Lecture 11.3: Control Flow and Compiler Correctness

Previously, we defined a compiler that consists of two compiler passes:

let compile (e : CalcLang.expr) : StackLang.program =
  let e' = uniquify StrMap.empty e in
  let prg = lower e' in
  prg

Our compiler consists of two passes: a uniquify pass to ensure we don't need to worry about name shadowing, and a lower pass to turn our CalcLang programs into equivalent StackLang ones.
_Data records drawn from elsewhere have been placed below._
//! Token store trait defining the key-value capability behind token state.

use async_trait::async_trait;
use std::sync::Arc;
use std::time::Duration;

use crate::errors::DomainError;

/// Key-value store with per-entry expiry holding refresh-token and
/// blacklist state
///
/// Keys are already hashed and namespaced by the token service; stores never
/// see raw token strings. Every entry carries a TTL and must read as absent
/// once that TTL has elapsed.
///
/// # Example
/// ```no_run
/// # use std::time::Duration;
/// # use le_core::repositories::{InMemoryTokenStore, TokenStore};
/// # async fn example() -> Result<(), Box<dyn std::error::Error>> {
/// let store = InMemoryTokenStore::new();
/// store.put("refresh:abc", "user-id", Duration::from_secs(60)).await?;
/// assert_eq!(store.get("refresh:abc").await?.as_deref(), Some("user-id"));
/// # Ok(())
/// # }
/// ```
#[async_trait]
pub trait TokenStore: Send + Sync {
    /// Insert or overwrite `key` with `value`, expiring after `ttl`
    ///
    /// # Arguments
    /// * `key` - Namespaced store key
    /// * `value` - Value to associate with the key
    /// * `ttl` - Lifetime of the entry
    async fn put(&self, key: &str, value: &str, ttl: Duration) -> Result<(), DomainError>;

    /// Look up a live entry
    ///
    /// # Returns
    /// * `Ok(Some(value))` - Entry present and unexpired
    /// * `Ok(None)` - Never written, deleted, or expired
    /// * `Err(DomainError)` - Backend failure
    async fn get(&self, key: &str) -> Result<Option<String>, DomainError>;

    /// Remove an entry
    ///
    /// # Returns
    /// * `Ok(true)` - A live entry was removed
    /// * `Ok(false)` - Nothing to remove
    async fn delete(&self, key: &str) -> Result<bool, DomainError>;

    /// Remove an entry and return its value, if it was live
    ///
    /// Of several concurrent callers for the same key, at most one receives
    /// the value. The default pairs `get` with `delete` and hands the value
    /// only to the caller whose `delete` removed the entry; backends with an
    /// atomic read-and-delete should override it.
    async fn take(&self, key: &str) -> Result<Option<String>, DomainError> {
        let Some(value) = self.get(key).await? else {
            return Ok(None);
        };
        Ok(if self.delete(key).await? { Some(value) } else { None })
    }

    /// Whether a live entry exists for `key`
    async fn exists(&self, key: &str) -> Result<bool, DomainError> {
        Ok(self.get(key).await?.is_some())
    }

    /// Drop expired entries eagerly, returning how many were removed
    ///
    /// Backends with native expiry keep the default, which removes nothing.
    async fn purge_expired(&self) -> Result<usize, DomainError> {
        Ok(0)
    }
}

#[async_trait]
impl<T: TokenStore + ?Sized> TokenStore for Arc<T> {
    async fn put(&self, key: &str, value: &str, ttl: Duration) -> Result<(), DomainError> {
        (**self).put(key, value, ttl).await
    }

    async fn get(&self, key: &str) -> Result<Option<String>, DomainError> {
        (**self).get(key).await
    }

    async fn delete(&self, key: &str) -> Result<bool, DomainError> {
        (**self).delete(key).await
    }

    async fn take(&self, key: &str) -> Result<Option<String>, DomainError> {
        (**self).take(key).await
    }

    async fn exists(&self, key: &str) -> Result<bool, DomainError> {
        (**self).exists(key).await
    }

    async fn purge_expired(&self) -> Result<usize, DomainError> {
        (**self).purge_expired().await
    }
}
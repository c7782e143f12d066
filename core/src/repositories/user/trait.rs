//! User repository trait defining the credential store lookups.
//!
//! Credential checks happen outside this crate; the session flow only needs
//! to resolve an account by id or by the email carried in token claims.

use async_trait::async_trait;
use uuid::Uuid;

use crate::domain::entities::user::User;
use crate::errors::DomainError;

/// Repository trait for User entity lookups
///
/// # Example Implementation
/// ```no_run
/// use async_trait::async_trait;
/// use uuid::Uuid;
/// use le_core::repositories::UserRepository;
/// use le_core::domain::entities::user::User;
/// use le_core::errors::DomainError;
///
/// struct PostgresUserRepository {
///     // connection pool
/// }
///
/// #[async_trait]
/// impl UserRepository for PostgresUserRepository {
///     async fn find_by_id(&self, id: Uuid) -> Result<Option<User>, DomainError> {
///         Ok(None)
///     }
///
///     async fn find_by_email(&self, email: &str) -> Result<Option<User>, DomainError> {
///         Ok(None)
///     }
///
///     async fn create(&self, user: User) -> Result<User, DomainError> {
///         Ok(user)
///     }
/// }
/// ```
#[async_trait]
pub trait UserRepository: Send + Sync {
    /// Find a user by their unique ID
    ///
    /// # Returns
    /// * `Ok(Some(User))` - User found
    /// * `Ok(None)` - No user with the given ID
    /// * `Err(DomainError)` - Storage error occurred
    async fn find_by_id(&self, id: Uuid) -> Result<Option<User>, DomainError>;

    /// Find a user by normalized email address
    ///
    /// # Arguments
    /// * `email` - Email as stored on the user (trimmed, lowercase)
    async fn find_by_email(&self, email: &str) -> Result<Option<User>, DomainError>;

    /// Register a new user
    ///
    /// # Returns
    /// * `Ok(User)` - The stored user
    /// * `Err(DomainError::BusinessRule)` - Email already registered
    async fn create(&self, user: User) -> Result<User, DomainError>;
}
//! Value objects representing immutable domain concepts.

pub mod consultation_request;
pub mod lawyer_profile_update;

// Re-export commonly used types
pub use consultation_request::ConsultationRequest;
pub use lawyer_profile_update::LawyerProfileUpdate;
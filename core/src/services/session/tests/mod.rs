//! Tests for session service

mod mocks;
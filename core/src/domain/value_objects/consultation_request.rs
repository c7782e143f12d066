//! Consultation request input and its required-field validation.

use chrono::{DateTime, Utc};
use serde::{Deserialize, Serialize};
use uuid::Uuid;
use validator::{Validate, ValidationErrors};

use crate::errors::{DomainError, FieldViolation, ValidationError};

/// Client input for booking a consultation
///
/// Both fields are optional at the type level so that a missing value
/// surfaces as a field-specific validation message rather than a
/// deserialization failure.
#[derive(Debug, Clone, Default, PartialEq, Eq, Serialize, Deserialize, Validate)]
#[serde(rename_all = "camelCase")]
pub struct ConsultationRequest {
    /// Lawyer being booked
    #[validate(required(message = "Lawyer ID is required"))]
    pub lawyer_id: Option<Uuid>,

    /// Requested meeting time
    #[validate(required(message = "Scheduled time is required"))]
    pub scheduled_at: Option<DateTime<Utc>>,
}

impl ConsultationRequest {
    /// Creates a fully populated request
    pub fn new(lawyer_id: Uuid, scheduled_at: DateTime<Utc>) -> Self {
        Self {
            lawyer_id: Some(lawyer_id),
            scheduled_at: Some(scheduled_at),
        }
    }

    /// Validates the request and returns its required parts
    ///
    /// # Returns
    ///
    /// `(lawyer_id, scheduled_at)` when every field is present
    ///
    /// # Errors
    ///
    /// `ValidationError::Fields` listing every missing field, ordered by name
    pub fn into_parts(self) -> Result<(Uuid, DateTime<Utc>), DomainError> {
        self.validate().map_err(to_validation_error)?;

        match (self.lawyer_id, self.scheduled_at) {
            (Some(lawyer_id), Some(scheduled_at)) => Ok((lawyer_id, scheduled_at)),
            // validate() rejects both None cases above
            _ => Err(DomainError::Internal {
                message: "consultation request passed validation with missing fields".to_string(),
            }),
        }
    }
}

fn to_validation_error(errors: ValidationErrors) -> DomainError {
    let mut violations: Vec<FieldViolation> = errors
        .field_errors()
        .into_iter()
        .flat_map(|(field, errs)| {
            let field = to_camel_case(&field.to_string());
            errs.iter()
                .map(|e| {
                    let message = e
                        .message
                        .as_ref()
                        .map(|m| m.to_string())
                        .unwrap_or_else(|| e.code.to_string());
                    FieldViolation::new(field.clone(), message)
                })
                .collect::<Vec<_>>()
        })
        .collect();

    violations.sort_by(|a, b| a.field.cmp(&b.field));
    ValidationError::Fields(violations).into()
}

/// Field names are reported the way clients send them
fn to_camel_case(field: &str) -> String {
    let mut out = String::with_capacity(field.len());
    let mut upper = false;
    for c in field.chars() {
        if c == '_' {
            upper = true;
        } else if upper {
            out.extend(c.to_uppercase());
            upper = false;
        } else {
            out.push(c);
        }
    }
    out
}

#[cfg(test)]
mod tests {
    use super::*;

    #[test]
    fn test_complete_request_yields_parts() {
        let lawyer_id = Uuid::new_v4();
        let at = Utc::now();

        let (id, scheduled) = ConsultationRequest::new(lawyer_id, at).into_parts().unwrap();
        assert_eq!(id, lawyer_id);
        assert_eq!(scheduled, at);
    }

    #[test]
    fn test_missing_lawyer_id_message() {
        let request = ConsultationRequest {
            lawyer_id: None,
            scheduled_at: Some(Utc::now()),
        };

        match request.into_parts() {
            Err(DomainError::ValidationErr(err)) => {
                assert_eq!(err.message_for("lawyerId"), Some("Lawyer ID is required"));
                assert_eq!(err.message_for("scheduledAt"), None);
            }
            other => panic!("Expected validation error, got {:?}", other),
        }
    }

    #[test]
    fn test_missing_both_fields_reports_each() {
        match ConsultationRequest::default().into_parts() {
            Err(DomainError::ValidationErr(ValidationError::Fields(violations))) => {
                assert_eq!(
                    violations,
                    vec![
                        FieldViolation::new("lawyerId", "Lawyer ID is required"),
                        FieldViolation::new("scheduledAt", "Scheduled time is required"),
                    ]
                );
            }
            other => panic!("Expected field violations, got {:?}", other),
        }
    }

    #[test]
    fn test_past_schedule_is_not_a_validation_failure() {
        let request =
            ConsultationRequest::new(Uuid::new_v4(), Utc::now() - chrono::Duration::days(1));
        assert!(request.into_parts().is_ok());
    }

    #[test]
    fn test_deserialize_camel_case() {
        let lawyer_id = Uuid::new_v4();
        let json = format!(
            r#"{{"lawyerId":"{}","scheduledAt":"2030-01-15T10:00:00Z"}}"#,
            lawyer_id
        );
        let request: ConsultationRequest = serde_json::from_str(&json).unwrap();
        assert_eq!(request.lawyer_id, Some(lawyer_id));
        assert!(request.scheduled_at.is_some());
    }

    #[test]
    fn test_to_camel_case() {
        assert_eq!(to_camel_case("lawyer_id"), "lawyerId");
        assert_eq!(to_camel_case("scheduled_at"), "scheduledAt");
        assert_eq!(to_camel_case("notes"), "notes");
    }
}
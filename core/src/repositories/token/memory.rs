//! Process-local token store backed by a sharded concurrent map.

use async_trait::async_trait;
use dashmap::DashMap;
use std::sync::Arc;
use std::time::{Duration, Instant};

use crate::errors::DomainError;

use super::r#trait::TokenStore;

/// Entry stored in the map with its expiry instant
#[derive(Debug, Clone)]
struct StoredEntry {
    value: String,
    /// `None` when the TTL is too large to represent as an `Instant`
    expires_at: Option<Instant>,
}

impl StoredEntry {
    fn is_live(&self, now: Instant) -> bool {
        self.expires_at.map_or(true, |at| now < at)
    }
}

/// In-memory token store for single-node deployments and tests
///
/// Expired entries read as absent and are removed lazily on access;
/// `purge_expired` sweeps the whole map. Cloning shares the same map.
#[derive(Debug, Clone, Default)]
pub struct InMemoryTokenStore {
    entries: Arc<DashMap<String, StoredEntry>>,
}

impl InMemoryTokenStore {
    /// Create an empty store
    pub fn new() -> Self {
        Self::default()
    }

    /// Number of entries held, including expired ones not yet purged
    pub fn len(&self) -> usize {
        self.entries.len()
    }

    pub fn is_empty(&self) -> bool {
        self.entries.is_empty()
    }
}

#[async_trait]
impl TokenStore for InMemoryTokenStore {
    async fn put(&self, key: &str, value: &str, ttl: Duration) -> Result<(), DomainError> {
        self.entries.insert(
            key.to_string(),
            StoredEntry {
                value: value.to_string(),
                expires_at: Instant::now().checked_add(ttl),
            },
        );
        Ok(())
    }

    async fn get(&self, key: &str) -> Result<Option<String>, DomainError> {
        let now = Instant::now();
        if let Some(entry) = self.entries.get(key) {
            if entry.is_live(now) {
                return Ok(Some(entry.value.clone()));
            }
        }
        // a concurrent put may have replaced the expired entry
        self.entries.remove_if(key, |_, entry| !entry.is_live(now));
        Ok(None)
    }

    async fn delete(&self, key: &str) -> Result<bool, DomainError> {
        let now = Instant::now();
        Ok(self
            .entries
            .remove(key)
            .map(|(_, entry)| entry.is_live(now))
            .unwrap_or(false))
    }

    async fn take(&self, key: &str) -> Result<Option<String>, DomainError> {
        let now = Instant::now();
        Ok(self
            .entries
            .remove(key)
            .filter(|(_, entry)| entry.is_live(now))
            .map(|(_, entry)| entry.value))
    }

    async fn purge_expired(&self) -> Result<usize, DomainError> {
        let now = Instant::now();
        let mut purged = 0;
        self.entries.retain(|_, entry| {
            let live = entry.is_live(now);
            if !live {
                purged += 1;
            }
            live
        });
        Ok(purged)
    }
}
That said, we have been ignoring how to implement control flow and branching in StackLang, and our lower function currently throws a runtime error if we pass in a CalcLang expression containing ITE.

Control flow with jumps

We can describe an if-then-else expression in CalcLang as a "branching" statement: if the guard is true, we travel down the first branch; otherwise, we travel down the second. StackLang, however, is represented as a straight-line program: a list of instructions to execute. So we will need similar operations to work on these lists. Let's take a look at the following CalcLang program:

CalcLang: if true then 10 else 20

We can represent each component of this expression as a StackLang subprogram:

the guard true is defined by the StackLang program [Push 1],
the equivalent StackLang program for the true branch simply pushes 10 onto the stack: [Push 10],
likewise with the false branch we will push 20 onto the stack: [Push 20].

If we naively concatenate these programs, we will end up with a program of [Push 1; Push 10; Push 20], which will produce a stack of three values. Instead, what we would like to happen is the following:

execute the instructions in the guard program, producing a value of 0 or 1,
if the guard is 1, continue to evaluate until we finish all instructions in the first sub-program. Once this is done, jump to the end of subprogram 2.
if the guard is 0, jump to the second sub-program and continue to execute instructions.

To capture these two different jump instructions, we have been carrying around two branches in our AST.

JumpIfNotOne n will jump forward by n instructions if the top of the stack is not true (i.e., 1).
Jump n will perform an unconditional jump forward by n instructions.

Our simple ITE-expression will step in the following way:

CalcLang: if true then 10 else 20
StackLang: [Push 1; JumpIfNotOne 2; Push 10; Jump 1; Push 20]

If the guard returns false, or 0, JumpIfNotOne 2 will skip over two instructions: the truthy branch of Push 10 and the subsequent Jump instruction, landing us squarely in the else branch. From there, we can continue to execute as usual. If the guard returns true, we will ignore JumpIfNotOne 2, evaluate the truthy branch, and Jump over one instruction — the size of the else branch.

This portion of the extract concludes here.